Task item — Only lines with the string "explicit" are wanted. Pull them out of the data.

(Saved data entries)
^^^^
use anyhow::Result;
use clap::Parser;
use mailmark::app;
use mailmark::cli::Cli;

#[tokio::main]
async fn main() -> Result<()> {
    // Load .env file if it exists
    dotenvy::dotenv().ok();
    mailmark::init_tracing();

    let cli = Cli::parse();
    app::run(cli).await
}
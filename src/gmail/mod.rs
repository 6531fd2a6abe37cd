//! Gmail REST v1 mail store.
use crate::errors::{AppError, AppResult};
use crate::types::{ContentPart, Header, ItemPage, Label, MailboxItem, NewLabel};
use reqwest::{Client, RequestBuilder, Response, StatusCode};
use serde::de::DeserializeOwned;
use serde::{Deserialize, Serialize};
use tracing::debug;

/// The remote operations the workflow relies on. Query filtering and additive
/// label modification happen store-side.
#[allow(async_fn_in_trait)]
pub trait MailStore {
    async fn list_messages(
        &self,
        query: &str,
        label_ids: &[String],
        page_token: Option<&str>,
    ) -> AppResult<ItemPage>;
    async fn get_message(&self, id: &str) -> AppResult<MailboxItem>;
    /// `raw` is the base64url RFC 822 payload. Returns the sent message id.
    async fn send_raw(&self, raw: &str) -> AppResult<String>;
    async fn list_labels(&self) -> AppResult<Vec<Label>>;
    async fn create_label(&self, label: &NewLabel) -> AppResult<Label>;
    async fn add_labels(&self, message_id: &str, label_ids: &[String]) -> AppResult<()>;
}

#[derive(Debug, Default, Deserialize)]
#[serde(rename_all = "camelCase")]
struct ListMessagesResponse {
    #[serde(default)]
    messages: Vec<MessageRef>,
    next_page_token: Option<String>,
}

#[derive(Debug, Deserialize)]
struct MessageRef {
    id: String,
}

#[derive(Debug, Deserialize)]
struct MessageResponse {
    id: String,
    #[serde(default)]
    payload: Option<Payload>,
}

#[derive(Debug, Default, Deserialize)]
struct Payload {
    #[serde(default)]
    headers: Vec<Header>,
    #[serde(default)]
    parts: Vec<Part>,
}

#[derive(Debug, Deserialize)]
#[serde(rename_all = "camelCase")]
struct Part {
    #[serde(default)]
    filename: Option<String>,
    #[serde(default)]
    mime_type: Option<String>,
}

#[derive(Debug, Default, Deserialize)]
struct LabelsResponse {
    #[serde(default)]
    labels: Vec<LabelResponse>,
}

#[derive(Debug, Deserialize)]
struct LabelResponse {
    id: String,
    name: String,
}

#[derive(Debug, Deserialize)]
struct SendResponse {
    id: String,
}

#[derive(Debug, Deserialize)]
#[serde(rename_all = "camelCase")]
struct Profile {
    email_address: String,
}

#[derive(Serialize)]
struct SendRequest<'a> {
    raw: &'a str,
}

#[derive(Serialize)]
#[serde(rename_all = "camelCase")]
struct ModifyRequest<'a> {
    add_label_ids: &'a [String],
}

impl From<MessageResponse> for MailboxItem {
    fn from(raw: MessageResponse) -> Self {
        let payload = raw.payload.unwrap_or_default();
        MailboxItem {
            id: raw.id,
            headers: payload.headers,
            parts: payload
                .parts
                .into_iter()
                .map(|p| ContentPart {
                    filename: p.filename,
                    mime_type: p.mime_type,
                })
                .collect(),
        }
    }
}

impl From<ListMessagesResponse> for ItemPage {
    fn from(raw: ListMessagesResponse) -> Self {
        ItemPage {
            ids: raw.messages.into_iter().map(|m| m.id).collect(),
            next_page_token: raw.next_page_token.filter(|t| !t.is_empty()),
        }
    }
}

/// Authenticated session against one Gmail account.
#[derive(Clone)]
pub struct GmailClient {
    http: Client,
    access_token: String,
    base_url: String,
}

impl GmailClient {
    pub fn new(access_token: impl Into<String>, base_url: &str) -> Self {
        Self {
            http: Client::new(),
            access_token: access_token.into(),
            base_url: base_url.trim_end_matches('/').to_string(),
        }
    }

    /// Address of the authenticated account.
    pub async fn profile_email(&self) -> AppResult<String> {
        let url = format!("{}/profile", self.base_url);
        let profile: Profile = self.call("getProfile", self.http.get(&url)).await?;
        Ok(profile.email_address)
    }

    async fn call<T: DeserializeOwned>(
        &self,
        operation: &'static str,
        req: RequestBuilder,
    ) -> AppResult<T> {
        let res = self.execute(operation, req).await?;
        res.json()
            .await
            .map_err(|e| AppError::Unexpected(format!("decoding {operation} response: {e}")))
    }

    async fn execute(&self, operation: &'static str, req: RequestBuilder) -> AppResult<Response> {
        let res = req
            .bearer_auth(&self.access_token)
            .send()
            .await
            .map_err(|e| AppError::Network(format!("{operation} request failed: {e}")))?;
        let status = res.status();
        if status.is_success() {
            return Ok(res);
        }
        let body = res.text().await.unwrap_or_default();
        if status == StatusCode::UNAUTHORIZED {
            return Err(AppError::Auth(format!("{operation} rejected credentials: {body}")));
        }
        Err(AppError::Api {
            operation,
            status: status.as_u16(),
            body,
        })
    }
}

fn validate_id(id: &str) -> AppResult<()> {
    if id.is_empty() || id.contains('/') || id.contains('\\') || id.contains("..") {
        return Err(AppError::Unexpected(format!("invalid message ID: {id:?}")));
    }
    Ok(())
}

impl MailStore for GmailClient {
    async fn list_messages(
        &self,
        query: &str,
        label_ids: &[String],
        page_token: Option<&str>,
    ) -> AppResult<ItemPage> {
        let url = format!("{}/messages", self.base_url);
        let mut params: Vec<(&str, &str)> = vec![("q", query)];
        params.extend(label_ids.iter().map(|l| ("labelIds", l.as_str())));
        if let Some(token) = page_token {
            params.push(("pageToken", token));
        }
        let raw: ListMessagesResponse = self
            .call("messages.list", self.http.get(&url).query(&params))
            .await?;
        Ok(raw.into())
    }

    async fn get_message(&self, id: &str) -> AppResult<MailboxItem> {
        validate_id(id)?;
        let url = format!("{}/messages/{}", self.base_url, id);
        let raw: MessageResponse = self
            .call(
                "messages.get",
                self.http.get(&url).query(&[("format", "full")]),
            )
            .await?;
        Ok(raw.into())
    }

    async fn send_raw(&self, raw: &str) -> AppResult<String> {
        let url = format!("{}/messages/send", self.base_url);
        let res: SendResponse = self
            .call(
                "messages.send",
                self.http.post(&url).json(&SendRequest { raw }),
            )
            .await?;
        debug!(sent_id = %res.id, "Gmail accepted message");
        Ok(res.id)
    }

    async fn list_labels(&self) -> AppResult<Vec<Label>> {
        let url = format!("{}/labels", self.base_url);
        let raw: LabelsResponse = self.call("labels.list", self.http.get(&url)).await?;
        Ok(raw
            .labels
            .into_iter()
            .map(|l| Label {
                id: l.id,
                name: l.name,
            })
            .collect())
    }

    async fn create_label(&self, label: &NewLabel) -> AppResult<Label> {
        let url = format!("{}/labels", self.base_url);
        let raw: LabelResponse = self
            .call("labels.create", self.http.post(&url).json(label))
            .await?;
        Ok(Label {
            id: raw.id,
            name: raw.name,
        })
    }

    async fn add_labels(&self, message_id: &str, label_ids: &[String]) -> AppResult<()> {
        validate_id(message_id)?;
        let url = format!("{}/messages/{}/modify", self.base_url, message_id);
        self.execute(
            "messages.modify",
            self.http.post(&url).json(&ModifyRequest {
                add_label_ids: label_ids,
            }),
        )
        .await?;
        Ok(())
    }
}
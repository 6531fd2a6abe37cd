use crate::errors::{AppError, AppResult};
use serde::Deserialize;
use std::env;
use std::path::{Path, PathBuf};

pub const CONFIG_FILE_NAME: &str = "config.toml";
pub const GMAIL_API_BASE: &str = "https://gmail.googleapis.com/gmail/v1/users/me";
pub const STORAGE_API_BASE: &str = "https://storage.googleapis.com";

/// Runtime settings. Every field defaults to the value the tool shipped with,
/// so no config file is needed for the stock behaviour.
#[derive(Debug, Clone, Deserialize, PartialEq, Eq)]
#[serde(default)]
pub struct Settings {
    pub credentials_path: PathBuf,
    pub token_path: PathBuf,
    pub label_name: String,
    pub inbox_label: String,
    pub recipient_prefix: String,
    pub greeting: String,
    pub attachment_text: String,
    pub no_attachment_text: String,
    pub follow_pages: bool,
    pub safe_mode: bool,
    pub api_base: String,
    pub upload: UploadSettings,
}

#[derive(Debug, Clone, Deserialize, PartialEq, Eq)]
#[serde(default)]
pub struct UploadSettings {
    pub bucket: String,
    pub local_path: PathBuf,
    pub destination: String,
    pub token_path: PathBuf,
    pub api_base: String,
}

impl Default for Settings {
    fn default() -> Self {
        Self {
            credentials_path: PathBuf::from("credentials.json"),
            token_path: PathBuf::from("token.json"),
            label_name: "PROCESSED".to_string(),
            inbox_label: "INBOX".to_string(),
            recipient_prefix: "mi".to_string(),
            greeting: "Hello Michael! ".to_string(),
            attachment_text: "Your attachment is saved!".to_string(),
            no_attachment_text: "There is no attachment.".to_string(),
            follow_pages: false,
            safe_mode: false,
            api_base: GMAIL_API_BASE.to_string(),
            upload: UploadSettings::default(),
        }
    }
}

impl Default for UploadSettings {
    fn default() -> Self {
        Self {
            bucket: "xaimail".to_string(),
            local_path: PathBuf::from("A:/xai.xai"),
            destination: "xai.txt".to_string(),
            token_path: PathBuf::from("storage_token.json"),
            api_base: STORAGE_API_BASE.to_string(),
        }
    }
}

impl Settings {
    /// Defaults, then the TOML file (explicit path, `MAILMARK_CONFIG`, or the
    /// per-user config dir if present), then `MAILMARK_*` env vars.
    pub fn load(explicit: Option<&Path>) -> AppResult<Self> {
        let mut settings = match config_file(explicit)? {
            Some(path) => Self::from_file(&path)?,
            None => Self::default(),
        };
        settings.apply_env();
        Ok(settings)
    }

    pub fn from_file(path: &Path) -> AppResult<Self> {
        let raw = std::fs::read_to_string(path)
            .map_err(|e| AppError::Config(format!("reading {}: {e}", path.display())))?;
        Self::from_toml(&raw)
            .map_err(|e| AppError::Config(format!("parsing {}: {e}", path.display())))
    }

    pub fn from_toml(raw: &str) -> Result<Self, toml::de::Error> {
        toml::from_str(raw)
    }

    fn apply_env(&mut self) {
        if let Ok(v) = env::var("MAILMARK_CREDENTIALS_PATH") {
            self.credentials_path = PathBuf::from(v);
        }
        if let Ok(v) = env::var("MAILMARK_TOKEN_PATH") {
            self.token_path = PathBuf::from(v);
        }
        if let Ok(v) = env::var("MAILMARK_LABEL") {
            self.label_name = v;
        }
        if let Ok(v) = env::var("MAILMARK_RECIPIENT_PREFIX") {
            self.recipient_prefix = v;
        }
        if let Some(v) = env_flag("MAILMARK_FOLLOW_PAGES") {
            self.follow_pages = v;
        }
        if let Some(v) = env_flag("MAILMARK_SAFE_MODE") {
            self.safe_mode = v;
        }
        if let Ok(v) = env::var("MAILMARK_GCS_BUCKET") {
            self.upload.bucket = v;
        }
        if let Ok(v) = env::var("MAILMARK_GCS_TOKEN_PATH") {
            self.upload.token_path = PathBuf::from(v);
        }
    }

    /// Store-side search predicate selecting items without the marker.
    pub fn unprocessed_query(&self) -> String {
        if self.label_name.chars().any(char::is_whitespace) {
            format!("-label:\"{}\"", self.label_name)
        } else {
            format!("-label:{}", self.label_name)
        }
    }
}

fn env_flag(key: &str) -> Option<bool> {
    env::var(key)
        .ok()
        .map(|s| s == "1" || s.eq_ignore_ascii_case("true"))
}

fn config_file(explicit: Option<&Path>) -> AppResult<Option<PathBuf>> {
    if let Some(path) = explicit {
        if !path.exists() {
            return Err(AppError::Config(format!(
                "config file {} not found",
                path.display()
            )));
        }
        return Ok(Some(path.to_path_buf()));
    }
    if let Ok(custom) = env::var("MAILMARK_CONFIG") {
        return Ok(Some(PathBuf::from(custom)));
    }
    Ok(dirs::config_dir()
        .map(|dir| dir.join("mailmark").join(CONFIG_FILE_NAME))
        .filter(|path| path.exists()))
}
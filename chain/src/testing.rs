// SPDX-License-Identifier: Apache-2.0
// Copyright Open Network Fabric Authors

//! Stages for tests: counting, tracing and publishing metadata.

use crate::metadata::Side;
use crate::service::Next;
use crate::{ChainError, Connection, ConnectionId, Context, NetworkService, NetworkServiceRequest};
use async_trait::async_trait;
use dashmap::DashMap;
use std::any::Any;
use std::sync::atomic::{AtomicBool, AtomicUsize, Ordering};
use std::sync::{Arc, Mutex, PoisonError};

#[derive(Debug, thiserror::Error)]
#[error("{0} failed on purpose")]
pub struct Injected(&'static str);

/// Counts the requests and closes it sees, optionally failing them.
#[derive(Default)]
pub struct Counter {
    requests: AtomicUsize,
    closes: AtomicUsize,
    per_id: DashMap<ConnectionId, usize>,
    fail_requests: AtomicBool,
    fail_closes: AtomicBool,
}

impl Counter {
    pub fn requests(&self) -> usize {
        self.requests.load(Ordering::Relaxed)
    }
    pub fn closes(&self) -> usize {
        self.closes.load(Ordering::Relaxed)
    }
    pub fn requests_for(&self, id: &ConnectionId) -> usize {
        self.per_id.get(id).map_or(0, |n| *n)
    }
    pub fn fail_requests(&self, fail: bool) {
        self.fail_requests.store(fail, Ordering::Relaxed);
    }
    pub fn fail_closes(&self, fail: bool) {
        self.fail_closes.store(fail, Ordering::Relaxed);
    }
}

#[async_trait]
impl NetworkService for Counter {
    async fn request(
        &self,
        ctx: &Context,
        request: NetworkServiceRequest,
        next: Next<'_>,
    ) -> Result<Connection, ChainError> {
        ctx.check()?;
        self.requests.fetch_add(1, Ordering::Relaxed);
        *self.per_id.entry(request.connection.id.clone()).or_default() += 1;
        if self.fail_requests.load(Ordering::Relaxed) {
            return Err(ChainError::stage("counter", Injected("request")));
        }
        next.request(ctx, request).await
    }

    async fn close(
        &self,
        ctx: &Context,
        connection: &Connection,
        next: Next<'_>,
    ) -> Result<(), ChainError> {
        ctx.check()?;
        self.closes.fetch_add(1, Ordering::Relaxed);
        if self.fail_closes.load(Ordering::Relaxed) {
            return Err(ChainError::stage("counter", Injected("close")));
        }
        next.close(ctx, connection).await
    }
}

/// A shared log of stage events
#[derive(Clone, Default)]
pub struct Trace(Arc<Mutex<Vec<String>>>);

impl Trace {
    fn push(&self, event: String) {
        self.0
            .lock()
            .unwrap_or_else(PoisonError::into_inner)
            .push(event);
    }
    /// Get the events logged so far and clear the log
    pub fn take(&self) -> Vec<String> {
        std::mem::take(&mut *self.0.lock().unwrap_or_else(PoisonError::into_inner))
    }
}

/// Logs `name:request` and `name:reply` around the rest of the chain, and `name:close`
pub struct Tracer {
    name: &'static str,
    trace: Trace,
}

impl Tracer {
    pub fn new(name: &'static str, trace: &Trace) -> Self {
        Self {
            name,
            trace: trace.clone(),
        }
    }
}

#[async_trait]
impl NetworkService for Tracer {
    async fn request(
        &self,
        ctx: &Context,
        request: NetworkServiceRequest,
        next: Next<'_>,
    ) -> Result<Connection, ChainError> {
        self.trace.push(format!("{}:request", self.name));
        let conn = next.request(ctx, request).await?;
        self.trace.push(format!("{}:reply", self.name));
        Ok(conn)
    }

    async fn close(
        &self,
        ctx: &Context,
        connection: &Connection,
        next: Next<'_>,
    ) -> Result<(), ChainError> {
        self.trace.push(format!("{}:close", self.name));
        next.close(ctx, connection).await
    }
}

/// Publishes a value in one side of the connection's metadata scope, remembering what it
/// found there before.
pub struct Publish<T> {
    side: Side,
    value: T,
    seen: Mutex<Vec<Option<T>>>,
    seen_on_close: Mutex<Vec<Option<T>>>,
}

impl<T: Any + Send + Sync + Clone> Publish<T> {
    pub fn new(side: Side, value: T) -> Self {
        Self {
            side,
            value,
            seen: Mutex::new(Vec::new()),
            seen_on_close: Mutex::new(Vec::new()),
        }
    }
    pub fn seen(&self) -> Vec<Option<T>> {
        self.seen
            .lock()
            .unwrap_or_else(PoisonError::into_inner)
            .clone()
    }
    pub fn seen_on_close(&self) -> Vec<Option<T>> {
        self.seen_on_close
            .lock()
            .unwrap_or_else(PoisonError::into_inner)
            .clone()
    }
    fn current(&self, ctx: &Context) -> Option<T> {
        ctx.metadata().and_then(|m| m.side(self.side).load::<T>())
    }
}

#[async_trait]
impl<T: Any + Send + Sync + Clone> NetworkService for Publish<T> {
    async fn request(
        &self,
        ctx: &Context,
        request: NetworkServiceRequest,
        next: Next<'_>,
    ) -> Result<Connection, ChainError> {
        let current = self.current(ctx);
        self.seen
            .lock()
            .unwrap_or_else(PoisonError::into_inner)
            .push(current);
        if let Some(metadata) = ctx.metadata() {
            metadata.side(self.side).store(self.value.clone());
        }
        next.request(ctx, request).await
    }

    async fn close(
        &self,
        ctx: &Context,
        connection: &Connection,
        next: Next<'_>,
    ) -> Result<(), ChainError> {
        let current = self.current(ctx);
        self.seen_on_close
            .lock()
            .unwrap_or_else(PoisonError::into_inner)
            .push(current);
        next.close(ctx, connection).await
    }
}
^^^^
Your solution —
    /// Defaults, then the TOML file (explicit path, `MAILMARK_CONFIG`, or the
    pub fn load(explicit: Option<&Path>) -> AppResult<Self> {
        let mut settings = match config_file(explicit)? {
fn config_file(explicit: Option<&Path>) -> AppResult<Option<PathBuf>> {
    if let Some(path) = explicit {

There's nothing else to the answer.